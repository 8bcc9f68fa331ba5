use crate::app::App;
use crate::event::Event;
use crate::ui::types::{DialogKind, Focus};
use anyhow::Result;
use crossterm::event::{KeyCode, KeyEvent, KeyEventKind, KeyModifiers};

pub struct EventHandler<'a> {
    app: &'a mut App,
}

impl<'a> EventHandler<'a> {
    pub fn new(app: &'a mut App) -> Self {
        Self { app }
    }

    pub fn handle_key_event(&mut self, key: KeyEvent) -> Result<bool> {
        // Returns true if the app should quit, false otherwise
        if key.kind == KeyEventKind::Release {
            return Ok(false);
        }

        if self.app.dialog.is_some() {
            self.handle_dialog_key(key);
            return Ok(false);
        }

        let ctrl = key.modifiers.contains(KeyModifiers::CONTROL);
        match key.code {
            KeyCode::Esc if self.app.show_help => {
                self.app.show_help = false;
            }
            KeyCode::Esc => {
                self.app.quit();
                return Ok(true);
            }
            KeyCode::Char('c') if ctrl => self.app.cancel_stream(),
            KeyCode::Char('n') if ctrl => {
                self.app.update(Event::NewSessionRequested)?;
            }
            KeyCode::Char('a') if ctrl => self.app.open_dialog(DialogKind::AddText),
            KeyCode::Tab => self.app.cycle_focus(true),
            KeyCode::BackTab => self.app.cycle_focus(false),
            KeyCode::Enter => {
                self.app.update(Event::RunRequested)?;
            }
            _ => match self.app.focus {
                Focus::Input => self.handle_input_key(key),
                Focus::Context => self.handle_context_key(key),
                Focus::Reply => self.handle_reply_key(key),
            },
        }

        Ok(self.app.should_quit)
    }

    fn handle_dialog_key(&mut self, key: KeyEvent) {
        let accepts_input = match &self.app.dialog {
            Some(dialog) => dialog.accepts_input(),
            None => return,
        };

        match key.code {
            KeyCode::Esc => self.app.close_dialog(),
            KeyCode::Enter if accepts_input => self.app.submit_dialog(),
            KeyCode::Enter => self.app.close_dialog(),
            KeyCode::Backspace => {
                if let Some(dialog) = self.app.dialog.as_mut() {
                    dialog.input.pop();
                }
            }
            KeyCode::Char(c) if accepts_input => {
                if let Some(dialog) = self.app.dialog.as_mut() {
                    dialog.input.push(c);
                }
            }
            _ => {}
        }
    }

    fn handle_input_key(&mut self, key: KeyEvent) {
        match key.code {
            KeyCode::Backspace => self.app.input.delete_char(),
            KeyCode::Up => self.app.input.history_prev(),
            KeyCode::Down => self.app.input.history_next(),
            KeyCode::Char(c) if !key.modifiers.contains(KeyModifiers::CONTROL) => {
                self.app.input.add_char(c);
            }
            _ => {}
        }
    }

    fn handle_context_key(&mut self, key: KeyEvent) {
        match key.code {
            KeyCode::Up | KeyCode::Char('k') => self.app.select_prev_context(),
            KeyCode::Down | KeyCode::Char('j') => self.app.select_next_context(),
            KeyCode::Char('f') => self.app.open_dialog(DialogKind::AddFile),
            KeyCode::Char('n') => self.app.open_dialog(DialogKind::AddText),
            KeyCode::Char('d') => {
                let index = self.app.selected_context;
                self.app.delete_context_item(index);
            }
            KeyCode::Char('?') => self.app.toggle_help(),
            _ => {}
        }
    }

    fn handle_reply_key(&mut self, key: KeyEvent) {
        match key.code {
            KeyCode::Up | KeyCode::Char('k') => self.app.scroll_reply_up(),
            KeyCode::Down | KeyCode::Char('j') => self.app.scroll_reply_down(),
            KeyCode::Char('?') => self.app.toggle_help(),
            _ => {}
        }
    }
}
/// Type of status message
#[derive(Debug, Clone, Copy, PartialEq, Eq)]
pub enum StatusType {
    Success,
    Error,
    Info,
}

/// Panel receiving keyboard input
#[derive(Debug, Clone, Copy, Default, PartialEq, Eq)]
pub enum Focus {
    #[default]
    Input,
    Context,
    Reply,
}

impl Focus {
    const ORDER: [Focus; 3] = [Focus::Input, Focus::Context, Focus::Reply];

    fn position(self) -> usize {
        Self::ORDER.iter().position(|f| *f == self).unwrap_or(0)
    }

    pub fn next(self) -> Self {
        Self::ORDER[(self.position() + 1) % Self::ORDER.len()]
    }

    pub fn prev(self) -> Self {
        Self::ORDER[(self.position() + Self::ORDER.len() - 1) % Self::ORDER.len()]
    }
}

#[derive(Debug, Clone, PartialEq, Eq)]
pub enum DialogKind {
    AddText,
    AddFile,
    Error(String),
}

/// Modal dialog drawn over the main view
#[derive(Debug, Clone, PartialEq, Eq)]
pub struct Dialog {
    pub kind: DialogKind,
    pub input: String,
}

impl Dialog {
    pub fn new(kind: DialogKind) -> Self {
        Self {
            kind,
            input: String::new(),
        }
    }

    pub fn title(&self) -> &'static str {
        match self.kind {
            DialogKind::AddText => "Add Context Text",
            DialogKind::AddFile => "Add Context File",
            DialogKind::Error(_) => "Error",
        }
    }

    pub fn accepts_input(&self) -> bool {
        !matches!(self.kind, DialogKind::Error(_))
    }
}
--------------------------------------------------
PROBLEM: Copy the listing exactly.

WORKED SOLUTION:
repository 8bcc9f68fa331ba5
use crate::app::App;
use crate::event::Event;
use crate::ui::types::{DialogKind, Focus};
use anyhow::Result;
use crossterm::event::{KeyCode, KeyEvent, KeyEventKind, KeyModifiers};

pub struct EventHandler<'a> {
    app: &'a mut App,
}

impl<'a> EventHandler<'a> {
    pub fn new(app: &'a mut App) -> Self {
        Self { app }
    }

    pub fn handle_key_event(&mut self, key: KeyEvent) -> Result<bool> {
        // Returns true if the app should quit, false otherwise
        if key.kind == KeyEventKind::Release {
            return Ok(false);
        }

        if self.app.dialog.is_some() {
            self.handle_dialog_key(key);
            return Ok(false);
        }

        let ctrl = key.modifiers.contains(KeyModifiers::CONTROL);
        match key.code {
            KeyCode::Esc if self.app.show_help => {
                self.app.show_help = false;
            }
            KeyCode::Esc => {
                self.app.quit();
                return Ok(true);
            }
            KeyCode::Char('c') if ctrl => self.app.cancel_stream(),
            KeyCode::Char('n') if ctrl => {
                self.app.update(Event::NewSessionRequested)?;
            }
            KeyCode::Char('a') if ctrl => self.app.open_dialog(DialogKind::AddText),
            KeyCode::Tab => self.app.cycle_focus(true),
            KeyCode::BackTab => self.app.cycle_focus(false),
            KeyCode::Enter => {
                self.app.update(Event::RunRequested)?;
            }
            _ => match self.app.focus {
                Focus::Input => self.handle_input_key(key),
                Focus::Context => self.handle_context_key(key),
                Focus::Reply => self.handle_reply_key(key),
            },
        }

        Ok(self.app.should_quit)
    }

    fn handle_dialog_key(&mut self, key: KeyEvent) {
        let accepts_input = match &self.app.dialog {
            Some(dialog) => dialog.accepts_input(),
            None => return,
        };

        match key.code {
            KeyCode::Esc => self.app.close_dialog(),
            KeyCode::Enter if accepts_input => self.app.submit_dialog(),
            KeyCode::Enter => self.app.close_dialog(),
            KeyCode::Backspace => {
                if let Some(dialog) = self.app.dialog.as_mut() {
                    dialog.input.pop();
                }
            }
            KeyCode::Char(c) if accepts_input => {
                if let Some(dialog) = self.app.dialog.as_mut() {
                    dialog.input.push(c);
                }
            }
            _ => {}
        }
    }

    fn handle_input_key(&mut self, key: KeyEvent) {
        match key.code {
            KeyCode::Backspace => self.app.input.delete_char(),
            KeyCode::Up => self.app.input.history_prev(),
            KeyCode::Down => self.app.input.history_next(),
            KeyCode::Char(c) if !key.modifiers.contains(KeyModifiers::CONTROL) => {
                self.app.input.add_char(c);
            }
            _ => {}
        }
    }

    fn handle_context_key(&mut self, key: KeyEvent) {
        match key.code {
            KeyCode::Up | KeyCode::Char('k') => self.app.select_prev_context(),
            KeyCode::Down | KeyCode::Char('j') => self.app.select_next_context(),
            KeyCode::Char('f') => self.app.open_dialog(DialogKind::AddFile),
            KeyCode::Char('n') => self.app.open_dialog(DialogKind::AddText),
            KeyCode::Char('d') => {
                let index = self.app.selected_context;
                self.app.delete_context_item(index);
            }
            KeyCode::Char('?') => self.app.toggle_help(),
            _ => {}
        }
    }

    fn handle_reply_key(&mut self, key: KeyEvent) {
        match key.code {
            KeyCode::Up | KeyCode::Char('k') => self.app.scroll_reply_up(),
            KeyCode::Down | KeyCode::Char('j') => self.app.scroll_reply_down(),
            KeyCode::Char('?') => self.app.toggle_help(),
            _ => {}
        }
    }
}
/// Type of status message
#[derive(Debug, Clone, Copy, PartialEq, Eq)]
pub enum StatusType {
    Success,
    Error,
    Info,
}

/// Panel receiving keyboard input
#[derive(Debug, Clone, Copy, Default, PartialEq, Eq)]
pub enum Focus {
    #[default]
    Input,
    Context,
    Reply,
}

impl Focus {
    const ORDER: [Focus; 3] = [Focus::Input, Focus::Context, Focus::Reply];

    fn position(self) -> usize {
        Self::ORDER.iter().position(|f| *f == self).unwrap_or(0)
    }

    pub fn next(self) -> Self {
        Self::ORDER[(self.position() + 1) % Self::ORDER.len()]
    }

    pub fn prev(self) -> Self {
        Self::ORDER[(self.position() + Self::ORDER.len() - 1) % Self::ORDER.len()]
    }
}

#[derive(Debug, Clone, PartialEq, Eq)]
pub enum DialogKind {
    AddText,
    AddFile,
    Error(String),
}

/// Modal dialog drawn over the main view
#[derive(Debug, Clone, PartialEq, Eq)]
pub struct Dialog {
    pub kind: DialogKind,
    pub input: String,
}

impl Dialog {
    pub fn new(kind: DialogKind) -> Self {
        Self {
            kind,
            input: String::new(),
        }
    }

    pub fn title(&self) -> &'static str {
        match self.kind {
            DialogKind::AddText => "Add Context Text",
            DialogKind::AddFile => "Add Context File",
            DialogKind::Error(_) => "Error",
        }
    }

    pub fn accepts_input(&self) -> bool {
        !matches!(self.kind, DialogKind::Error(_))
    }
}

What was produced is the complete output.